WHAT THE TASK REQUIRES
Pull every line containing the word "custom" from the records.

RAW DATA
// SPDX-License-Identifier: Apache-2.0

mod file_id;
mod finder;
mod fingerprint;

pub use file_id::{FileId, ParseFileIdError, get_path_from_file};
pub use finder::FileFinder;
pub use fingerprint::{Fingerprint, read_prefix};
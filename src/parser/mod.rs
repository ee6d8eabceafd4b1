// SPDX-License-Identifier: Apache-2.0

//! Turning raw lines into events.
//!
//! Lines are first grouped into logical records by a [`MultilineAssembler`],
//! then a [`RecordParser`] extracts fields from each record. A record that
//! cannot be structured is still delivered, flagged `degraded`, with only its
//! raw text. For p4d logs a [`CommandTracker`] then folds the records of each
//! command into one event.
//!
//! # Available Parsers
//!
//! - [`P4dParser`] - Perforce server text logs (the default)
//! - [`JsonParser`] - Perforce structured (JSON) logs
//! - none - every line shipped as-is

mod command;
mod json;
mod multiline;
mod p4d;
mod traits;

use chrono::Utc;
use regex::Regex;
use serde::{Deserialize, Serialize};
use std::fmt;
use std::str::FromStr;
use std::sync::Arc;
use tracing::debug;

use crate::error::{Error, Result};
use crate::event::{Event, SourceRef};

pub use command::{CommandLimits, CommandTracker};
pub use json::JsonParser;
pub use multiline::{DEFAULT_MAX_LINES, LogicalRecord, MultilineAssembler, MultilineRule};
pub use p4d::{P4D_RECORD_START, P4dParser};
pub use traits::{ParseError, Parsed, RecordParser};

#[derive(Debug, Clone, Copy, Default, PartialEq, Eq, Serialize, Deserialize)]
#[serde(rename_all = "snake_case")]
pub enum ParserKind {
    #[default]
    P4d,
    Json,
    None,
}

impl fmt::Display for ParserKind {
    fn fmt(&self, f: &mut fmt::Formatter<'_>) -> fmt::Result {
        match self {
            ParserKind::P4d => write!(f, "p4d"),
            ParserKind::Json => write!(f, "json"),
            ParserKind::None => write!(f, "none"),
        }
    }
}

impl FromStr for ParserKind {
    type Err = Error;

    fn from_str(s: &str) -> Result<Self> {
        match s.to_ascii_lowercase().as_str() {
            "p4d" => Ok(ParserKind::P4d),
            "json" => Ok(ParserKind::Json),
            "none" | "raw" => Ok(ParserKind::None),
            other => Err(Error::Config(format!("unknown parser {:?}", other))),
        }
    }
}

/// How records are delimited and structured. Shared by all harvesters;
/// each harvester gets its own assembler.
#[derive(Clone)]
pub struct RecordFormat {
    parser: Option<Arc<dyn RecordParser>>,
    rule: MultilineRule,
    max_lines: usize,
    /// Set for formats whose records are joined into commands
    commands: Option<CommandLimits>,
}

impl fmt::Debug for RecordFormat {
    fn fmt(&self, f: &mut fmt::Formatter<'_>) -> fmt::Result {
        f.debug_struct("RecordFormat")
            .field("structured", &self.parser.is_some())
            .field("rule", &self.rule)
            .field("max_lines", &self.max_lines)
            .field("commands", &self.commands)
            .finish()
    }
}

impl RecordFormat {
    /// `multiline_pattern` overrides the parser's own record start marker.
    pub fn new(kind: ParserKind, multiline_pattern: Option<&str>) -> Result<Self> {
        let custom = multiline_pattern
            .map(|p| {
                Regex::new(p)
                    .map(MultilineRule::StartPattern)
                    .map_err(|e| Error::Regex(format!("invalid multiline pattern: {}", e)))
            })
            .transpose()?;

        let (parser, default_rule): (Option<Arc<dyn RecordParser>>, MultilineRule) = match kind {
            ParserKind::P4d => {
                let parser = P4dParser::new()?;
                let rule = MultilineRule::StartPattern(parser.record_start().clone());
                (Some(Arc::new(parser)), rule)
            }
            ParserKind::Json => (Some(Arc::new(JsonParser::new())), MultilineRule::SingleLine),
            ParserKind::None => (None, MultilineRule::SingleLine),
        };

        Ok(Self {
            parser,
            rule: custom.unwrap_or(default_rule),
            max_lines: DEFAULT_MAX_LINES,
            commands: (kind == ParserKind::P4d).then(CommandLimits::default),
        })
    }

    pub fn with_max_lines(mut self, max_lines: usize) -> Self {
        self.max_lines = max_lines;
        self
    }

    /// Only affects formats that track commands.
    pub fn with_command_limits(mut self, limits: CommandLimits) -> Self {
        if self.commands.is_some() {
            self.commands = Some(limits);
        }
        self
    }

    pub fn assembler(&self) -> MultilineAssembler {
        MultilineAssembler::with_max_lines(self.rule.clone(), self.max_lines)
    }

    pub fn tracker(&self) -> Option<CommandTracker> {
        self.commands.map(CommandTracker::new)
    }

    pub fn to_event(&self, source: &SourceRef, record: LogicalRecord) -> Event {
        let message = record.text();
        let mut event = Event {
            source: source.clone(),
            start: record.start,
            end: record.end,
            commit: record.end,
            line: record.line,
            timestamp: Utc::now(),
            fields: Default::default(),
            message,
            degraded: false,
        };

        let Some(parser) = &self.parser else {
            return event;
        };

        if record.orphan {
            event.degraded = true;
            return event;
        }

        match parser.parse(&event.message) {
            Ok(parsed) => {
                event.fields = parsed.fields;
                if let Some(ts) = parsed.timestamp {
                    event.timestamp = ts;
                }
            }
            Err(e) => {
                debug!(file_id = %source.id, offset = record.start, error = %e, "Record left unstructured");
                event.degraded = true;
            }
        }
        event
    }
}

...

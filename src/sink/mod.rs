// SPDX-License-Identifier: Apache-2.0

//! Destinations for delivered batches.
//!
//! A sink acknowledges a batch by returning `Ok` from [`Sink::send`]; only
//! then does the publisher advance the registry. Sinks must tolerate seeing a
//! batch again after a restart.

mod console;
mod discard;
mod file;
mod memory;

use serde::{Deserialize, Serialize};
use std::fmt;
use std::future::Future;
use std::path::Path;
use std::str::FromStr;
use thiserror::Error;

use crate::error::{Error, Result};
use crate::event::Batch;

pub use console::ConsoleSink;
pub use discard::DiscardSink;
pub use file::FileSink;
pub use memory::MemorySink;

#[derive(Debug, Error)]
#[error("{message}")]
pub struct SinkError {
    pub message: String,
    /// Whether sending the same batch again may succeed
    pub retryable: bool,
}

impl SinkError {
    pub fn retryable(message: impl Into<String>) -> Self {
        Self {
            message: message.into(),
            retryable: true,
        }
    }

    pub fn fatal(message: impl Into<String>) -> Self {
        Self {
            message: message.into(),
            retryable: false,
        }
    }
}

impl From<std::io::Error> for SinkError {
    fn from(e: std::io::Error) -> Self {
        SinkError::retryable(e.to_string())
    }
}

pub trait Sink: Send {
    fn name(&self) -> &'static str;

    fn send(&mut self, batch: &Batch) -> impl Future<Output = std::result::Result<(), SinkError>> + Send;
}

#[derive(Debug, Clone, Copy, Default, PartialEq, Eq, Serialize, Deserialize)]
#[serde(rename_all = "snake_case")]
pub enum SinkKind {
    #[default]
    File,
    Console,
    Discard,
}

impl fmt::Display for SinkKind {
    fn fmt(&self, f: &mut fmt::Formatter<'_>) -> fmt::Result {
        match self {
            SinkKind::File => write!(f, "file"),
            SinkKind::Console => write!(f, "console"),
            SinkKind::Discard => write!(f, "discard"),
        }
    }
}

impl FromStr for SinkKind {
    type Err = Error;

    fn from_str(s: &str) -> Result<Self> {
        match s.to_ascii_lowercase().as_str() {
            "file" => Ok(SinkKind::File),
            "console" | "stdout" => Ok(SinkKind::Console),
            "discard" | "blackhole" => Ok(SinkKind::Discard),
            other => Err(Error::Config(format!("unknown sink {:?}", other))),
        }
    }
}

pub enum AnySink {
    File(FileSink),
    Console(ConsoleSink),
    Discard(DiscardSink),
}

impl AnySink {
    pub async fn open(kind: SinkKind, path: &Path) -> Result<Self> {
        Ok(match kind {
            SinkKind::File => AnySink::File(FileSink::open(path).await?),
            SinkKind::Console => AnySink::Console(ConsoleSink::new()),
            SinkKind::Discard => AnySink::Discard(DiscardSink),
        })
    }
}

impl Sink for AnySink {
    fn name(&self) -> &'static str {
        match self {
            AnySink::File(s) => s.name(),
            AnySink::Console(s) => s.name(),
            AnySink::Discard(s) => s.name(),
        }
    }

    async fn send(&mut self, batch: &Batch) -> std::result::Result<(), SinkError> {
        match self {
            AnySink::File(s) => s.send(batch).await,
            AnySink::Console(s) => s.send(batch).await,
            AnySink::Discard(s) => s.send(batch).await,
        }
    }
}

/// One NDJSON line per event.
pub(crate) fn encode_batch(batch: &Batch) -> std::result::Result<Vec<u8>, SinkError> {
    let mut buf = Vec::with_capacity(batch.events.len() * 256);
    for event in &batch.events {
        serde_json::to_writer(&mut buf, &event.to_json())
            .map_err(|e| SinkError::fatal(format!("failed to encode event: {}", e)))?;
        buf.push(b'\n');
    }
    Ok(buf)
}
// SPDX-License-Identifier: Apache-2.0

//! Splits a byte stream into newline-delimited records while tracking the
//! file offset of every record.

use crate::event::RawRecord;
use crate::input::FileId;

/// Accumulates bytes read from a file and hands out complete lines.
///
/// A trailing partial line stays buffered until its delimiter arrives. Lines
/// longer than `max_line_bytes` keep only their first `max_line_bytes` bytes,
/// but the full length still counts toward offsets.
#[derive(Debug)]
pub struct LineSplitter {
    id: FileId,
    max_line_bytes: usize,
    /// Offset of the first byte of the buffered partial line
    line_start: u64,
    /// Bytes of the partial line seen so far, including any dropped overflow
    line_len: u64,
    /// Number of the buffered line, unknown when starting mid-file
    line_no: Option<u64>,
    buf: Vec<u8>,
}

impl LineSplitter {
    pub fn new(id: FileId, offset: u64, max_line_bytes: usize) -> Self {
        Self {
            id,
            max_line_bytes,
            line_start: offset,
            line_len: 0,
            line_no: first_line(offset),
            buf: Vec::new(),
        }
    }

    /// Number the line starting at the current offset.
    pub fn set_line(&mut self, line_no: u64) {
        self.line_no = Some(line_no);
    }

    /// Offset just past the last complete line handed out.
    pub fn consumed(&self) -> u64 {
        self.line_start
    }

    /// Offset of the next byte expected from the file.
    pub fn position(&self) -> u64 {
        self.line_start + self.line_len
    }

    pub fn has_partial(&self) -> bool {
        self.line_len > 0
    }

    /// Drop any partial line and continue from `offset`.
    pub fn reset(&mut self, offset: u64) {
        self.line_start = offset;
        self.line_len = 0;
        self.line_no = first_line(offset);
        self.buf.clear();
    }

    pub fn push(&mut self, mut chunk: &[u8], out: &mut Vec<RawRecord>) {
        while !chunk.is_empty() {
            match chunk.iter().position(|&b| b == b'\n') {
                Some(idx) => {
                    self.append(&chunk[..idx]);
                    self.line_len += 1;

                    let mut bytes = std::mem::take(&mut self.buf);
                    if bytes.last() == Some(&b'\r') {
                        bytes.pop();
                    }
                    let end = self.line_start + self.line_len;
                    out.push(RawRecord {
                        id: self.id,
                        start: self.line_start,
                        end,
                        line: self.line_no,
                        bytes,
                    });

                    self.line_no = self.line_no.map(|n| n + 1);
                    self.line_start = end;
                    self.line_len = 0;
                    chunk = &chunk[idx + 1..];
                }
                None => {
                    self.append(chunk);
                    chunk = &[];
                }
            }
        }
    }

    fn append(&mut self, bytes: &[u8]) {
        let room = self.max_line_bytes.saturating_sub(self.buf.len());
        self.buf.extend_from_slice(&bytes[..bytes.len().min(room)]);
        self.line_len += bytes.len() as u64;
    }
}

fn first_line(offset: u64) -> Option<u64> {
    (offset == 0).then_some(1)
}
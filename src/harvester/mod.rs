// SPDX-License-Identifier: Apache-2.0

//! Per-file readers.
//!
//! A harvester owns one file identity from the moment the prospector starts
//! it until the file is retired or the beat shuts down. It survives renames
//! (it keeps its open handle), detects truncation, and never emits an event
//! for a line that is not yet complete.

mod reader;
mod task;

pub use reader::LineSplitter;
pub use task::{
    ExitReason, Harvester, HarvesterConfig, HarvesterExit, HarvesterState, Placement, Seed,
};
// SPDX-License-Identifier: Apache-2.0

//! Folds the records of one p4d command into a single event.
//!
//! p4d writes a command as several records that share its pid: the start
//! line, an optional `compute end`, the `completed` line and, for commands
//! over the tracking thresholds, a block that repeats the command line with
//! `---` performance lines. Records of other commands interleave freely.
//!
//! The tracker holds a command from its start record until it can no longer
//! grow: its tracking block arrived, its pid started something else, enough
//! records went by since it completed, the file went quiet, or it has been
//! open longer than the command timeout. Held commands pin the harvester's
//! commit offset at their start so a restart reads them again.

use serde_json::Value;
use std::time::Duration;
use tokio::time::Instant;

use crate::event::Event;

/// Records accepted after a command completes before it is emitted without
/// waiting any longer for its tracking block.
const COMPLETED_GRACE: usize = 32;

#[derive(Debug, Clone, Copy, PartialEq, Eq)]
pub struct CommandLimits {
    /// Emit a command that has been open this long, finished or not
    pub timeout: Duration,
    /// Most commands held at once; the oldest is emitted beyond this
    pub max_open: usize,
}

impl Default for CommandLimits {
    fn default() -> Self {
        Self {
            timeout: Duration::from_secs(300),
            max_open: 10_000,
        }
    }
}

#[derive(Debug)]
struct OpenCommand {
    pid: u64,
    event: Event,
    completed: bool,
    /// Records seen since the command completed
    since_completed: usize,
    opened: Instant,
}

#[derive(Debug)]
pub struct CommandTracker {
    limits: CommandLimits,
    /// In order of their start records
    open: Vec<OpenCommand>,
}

RESPONSE TO THIS TASK
        let custom = multiline_pattern
            rule: custom.unwrap_or(default_rule),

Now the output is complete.